- Supplied records:
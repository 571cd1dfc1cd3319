//! Shared signals between the supervisor and its worker threads.
//!
//! Replaces what would otherwise be a global mutable `is_connected` flag and
//! a global event: both become explicit values threaded through to each
//! worker, scoped to a single Established attempt.

use std::sync::atomic::{AtomicBool, Ordering};
use std::sync::Arc;
use std::time::Duration;

/// A set-once-per-failure signal. `crossbeam_channel`'s bounded(1) queue
/// gives us "set" (try_send, idempotent once full), "wait with timeout"
/// (recv_timeout) and "clear" (the receive itself drains it) for free.
#[derive(Clone)]
pub struct ErrorSignal {
    tx: crossbeam_channel::Sender<()>,
    rx: crossbeam_channel::Receiver<()>,
}

impl ErrorSignal {
    pub fn new() -> Self {
        let (tx, rx) = crossbeam_channel::bounded(1);
        ErrorSignal { tx, rx }
    }

    /// Sets the signal. A second call before it is observed is a no-op --
    /// at most one error signal is delivered per Established session.
    pub fn set(&self) {
        let _ = self.tx.try_send(());
    }

    /// Blocks up to `timeout` for the signal. Returns `true` if it fired,
    /// draining it so the next Established cycle starts clean.
    pub fn wait(&self, timeout: Duration) -> bool {
        self.rx.recv_timeout(timeout).is_ok()
    }
}

impl Default for ErrorSignal {
    fn default() -> Self {
        Self::new()
    }
}

/// `true` once the supervisor has torn down the current session; checked at
/// the top of every worker thread's loop so shutdown is prompt even mid-sleep.
#[derive(Clone)]
pub struct ConnectedFlag(Arc<AtomicBool>);

impl ConnectedFlag {
    pub fn new() -> Self {
        ConnectedFlag(Arc::new(AtomicBool::new(true)))
    }

    pub fn is_connected(&self) -> bool {
        self.0.load(Ordering::SeqCst)
    }

    pub fn disconnect(&self) {
        self.0.store(false, Ordering::SeqCst);
    }
}

impl Default for ConnectedFlag {
    fn default() -> Self {
        Self::new()
    }
}

#[cfg(test)]
mod tests {
    use super::*;

    #[test]
    fn error_signal_fires_at_most_once_until_drained() {
        let sig = ErrorSignal::new();
        sig.set();
        sig.set(); // no-op, queue already full
        assert!(sig.wait(Duration::from_millis(10)));
        assert!(!sig.wait(Duration::from_millis(10)));
    }

    #[test]
    fn connected_flag_starts_true() {
        let flag = ConnectedFlag::new();
        assert!(flag.is_connected());
        flag.disconnect();
        assert!(!flag.is_connected());
    }
}
//! Progression configuration loader.

use std::path::Path;

use progression_core::ProgressionConfig;

use crate::loaders::{LoadResult, read_file};

/// Loader for progression configuration from TOML files.
///
/// Missing keys fall back to [`ProgressionConfig::default`], so a file only
/// needs the values it overrides.
pub struct ConfigLoader;

impl ConfigLoader {
    /// Load config data from a TOML file.
    ///
    /// # Arguments
    ///
    /// * `path` - Path to the TOML file containing ProgressionConfig
    pub fn load(path: &Path) -> LoadResult<ProgressionConfig> {
        let content = read_file(path)?;
        Self::parse(&content)
    }

    /// Parse config data from TOML text.
    pub fn parse(content: &str) -> LoadResult<ProgressionConfig> {
        let config: ProgressionConfig = toml::from_str(content)
            .map_err(|e| anyhow::anyhow!("Failed to parse config TOML: {}", e))?;
        validate(&config)?;
        Ok(config)
    }
}

fn validate(config: &ProgressionConfig) -> LoadResult<()> {
    let ranges = [
        ("hp_gain", config.hp_gain),
        ("damage_gain", config.damage_gain),
        ("max_exp_offset", config.max_exp_offset),
        ("reward.gold_per_level", config.reward.gold_per_level),
        ("curse.theft_per_level", config.curse.theft_per_level),
    ];
    for (name, range) in ranges {
        if range.min > range.max {
            anyhow::bail!("{name}: min {} exceeds max {}", range.min, range.max);
        }
    }

    if config.reward.gold_threshold > config.reward.heal_threshold {
        anyhow::bail!(
            "reward.gold_threshold {} exceeds reward.heal_threshold {}",
            config.reward.gold_threshold,
            config.reward.heal_threshold
        );
    }
    if config.initial_min_damage > config.initial_max_damage {
        anyhow::bail!(
            "initial_min_damage {} exceeds initial_max_damage {}",
            config.initial_min_damage,
            config.initial_max_damage
        );
    }
    if config.initial_max_hp <= 0 {
        anyhow::bail!("initial_max_hp must be positive");
    }
    Ok(())
}

#[cfg(test)]
mod tests {
    use super::*;
    use progression_core::{RewardTable, StatRange};
    use tempfile::TempDir;

    #[test]
    fn partial_file_keeps_defaults() {
        let temp_dir = TempDir::new().unwrap();
        let path = temp_dir.path().join("config.toml");
        std::fs::write(
            &path,
            r#"
initial_max_hp = 80
tile_interaction_percent = 100

[hp_gain]
min = 5
max = 9

[reward]
gold_threshold = 40
"#,
        )
        .unwrap();

        let config = ConfigLoader::load(&path).unwrap();

        assert_eq!(config.initial_max_hp, 80);
        assert_eq!(config.tile_interaction_percent, 100);
        assert_eq!(config.hp_gain, StatRange::new(5, 9));
        assert_eq!(config.reward.gold_threshold, 40);
        assert_eq!(
            config.reward.heal_threshold,
            RewardTable::DEFAULT_HEAL_THRESHOLD
        );
        assert_eq!(config.curse, ProgressionConfig::default().curse);
    }

    #[test]
    fn empty_file_is_default_config() {
        assert_eq!(ConfigLoader::parse("").unwrap(), ProgressionConfig::default());
    }

    #[test]
    fn inverted_range_is_rejected() {
        let err = ConfigLoader::parse("[damage_gain]\nmin = 5\nmax = 2\n").unwrap_err();
        assert!(err.to_string().contains("damage_gain"));
    }

    #[test]
    fn missing_file_reports_path() {
        let temp_dir = TempDir::new().unwrap();
        let path = temp_dir.path().join("absent.toml");
        let err = ConfigLoader::load(&path).unwrap_err();
        assert!(err.to_string().contains("absent.toml"));
    }
}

- To do:
All of the entries must be printed again exactly as given.

- Completed task:
repository 571cd1dfc1cd3319
//! Shared signals between the supervisor and its worker threads.
//!
//! Replaces what would otherwise be a global mutable `is_connected` flag and
//! a global event: both become explicit values threaded through to each
//! worker, scoped to a single Established attempt.

use std::sync::atomic::{AtomicBool, Ordering};
use std::sync::Arc;
use std::time::Duration;

/// A set-once-per-failure signal. `crossbeam_channel`'s bounded(1) queue
/// gives us "set" (try_send, idempotent once full), "wait with timeout"
/// (recv_timeout) and "clear" (the receive itself drains it) for free.
#[derive(Clone)]
pub struct ErrorSignal {
    tx: crossbeam_channel::Sender<()>,
    rx: crossbeam_channel::Receiver<()>,
}

impl ErrorSignal {
    pub fn new() -> Self {
        let (tx, rx) = crossbeam_channel::bounded(1);
        ErrorSignal { tx, rx }
    }

    /// Sets the signal. A second call before it is observed is a no-op --
    /// at most one error signal is delivered per Established session.
    pub fn set(&self) {
        let _ = self.tx.try_send(());
    }

    /// Blocks up to `timeout` for the signal. Returns `true` if it fired,
    /// draining it so the next Established cycle starts clean.
    pub fn wait(&self, timeout: Duration) -> bool {
        self.rx.recv_timeout(timeout).is_ok()
    }
}

impl Default for ErrorSignal {
    fn default() -> Self {
        Self::new()
    }
}

/// `true` once the supervisor has torn down the current session; checked at
/// the top of every worker thread's loop so shutdown is prompt even mid-sleep.
#[derive(Clone)]
pub struct ConnectedFlag(Arc<AtomicBool>);

impl ConnectedFlag {
    pub fn new() -> Self {
        ConnectedFlag(Arc::new(AtomicBool::new(true)))
    }

    pub fn is_connected(&self) -> bool {
        self.0.load(Ordering::SeqCst)
    }

    pub fn disconnect(&self) {
        self.0.store(false, Ordering::SeqCst);
    }
}

impl Default for ConnectedFlag {
    fn default() -> Self {
        Self::new()
    }
}

#[cfg(test)]
mod tests {
    use super::*;

    #[test]
    fn error_signal_fires_at_most_once_until_drained() {
        let sig = ErrorSignal::new();
        sig.set();
        sig.set(); // no-op, queue already full
        assert!(sig.wait(Duration::from_millis(10)));
        assert!(!sig.wait(Duration::from_millis(10)));
    }

    #[test]
    fn connected_flag_starts_true() {
        let flag = ConnectedFlag::new();
        assert!(flag.is_connected());
        flag.disconnect();
        assert!(!flag.is_connected());
    }
}
//! Progression configuration loader.

use std::path::Path;

use progression_core::ProgressionConfig;

use crate::loaders::{LoadResult, read_file};

/// Loader for progression configuration from TOML files.
///
/// Missing keys fall back to [`ProgressionConfig::default`], so a file only
/// needs the values it overrides.
pub struct ConfigLoader;

impl ConfigLoader {
    /// Load config data from a TOML file.
    ///
    /// # Arguments
    ///
    /// * `path` - Path to the TOML file containing ProgressionConfig
    pub fn load(path: &Path) -> LoadResult<ProgressionConfig> {
        let content = read_file(path)?;
        Self::parse(&content)
    }

    /// Parse config data from TOML text.
    pub fn parse(content: &str) -> LoadResult<ProgressionConfig> {
        let config: ProgressionConfig = toml::from_str(content)
            .map_err(|e| anyhow::anyhow!("Failed to parse config TOML: {}", e))?;
        validate(&config)?;
        Ok(config)
    }
}

fn validate(config: &ProgressionConfig) -> LoadResult<()> {
    let ranges = [
        ("hp_gain", config.hp_gain),
        ("damage_gain", config.damage_gain),
        ("max_exp_offset", config.max_exp_offset),
        ("reward.gold_per_level", config.reward.gold_per_level),
        ("curse.theft_per_level", config.curse.theft_per_level),
    ];
    for (name, range) in ranges {
        if range.min > range.max {
            anyhow::bail!("{name}: min {} exceeds max {}", range.min, range.max);
        }
    }

    if config.reward.gold_threshold > config.reward.heal_threshold {
        anyhow::bail!(
            "reward.gold_threshold {} exceeds reward.heal_threshold {}",
            config.reward.gold_threshold,
            config.reward.heal_threshold
        );
    }
    if config.initial_min_damage > config.initial_max_damage {
        anyhow::bail!(
            "initial_min_damage {} exceeds initial_max_damage {}",
            config.initial_min_damage,
            config.initial_max_damage
        );
    }
    if config.initial_max_hp <= 0 {
        anyhow::bail!("initial_max_hp must be positive");
    }
    Ok(())
}

#[cfg(test)]
mod tests {
    use super::*;
    use progression_core::{RewardTable, StatRange};
    use tempfile::TempDir;

    #[test]
    fn partial_file_keeps_defaults() {
        let temp_dir = TempDir::new().unwrap();
        let path = temp_dir.path().join("config.toml");
        std::fs::write(
            &path,
            r#"
initial_max_hp = 80
tile_interaction_percent = 100

[hp_gain]
min = 5
max = 9

[reward]
gold_threshold = 40
"#,
        )
        .unwrap();

        let config = ConfigLoader::load(&path).unwrap();

        assert_eq!(config.initial_max_hp, 80);
        assert_eq!(config.tile_interaction_percent, 100);
        assert_eq!(config.hp_gain, StatRange::new(5, 9));
        assert_eq!(config.reward.gold_threshold, 40);
        assert_eq!(
            config.reward.heal_threshold,
            RewardTable::DEFAULT_HEAL_THRESHOLD
        );
        assert_eq!(config.curse, ProgressionConfig::default().curse);
    }

    #[test]
    fn empty_file_is_default_config() {
        assert_eq!(ConfigLoader::parse("").unwrap(), ProgressionConfig::default());
    }

    #[test]
    fn inverted_range_is_rejected() {
        let err = ConfigLoader::parse("[damage_gain]\nmin = 5\nmax = 2\n").unwrap_err();
        assert!(err.to_string().contains("damage_gain"));
    }

    #[test]
    fn missing_file_reports_path() {
        let temp_dir = TempDir::new().unwrap();
        let path = temp_dir.path().join("absent.toml");
        let err = ConfigLoader::load(&path).unwrap_err();
        assert!(err.to_string().contains("absent.toml"));
    }
}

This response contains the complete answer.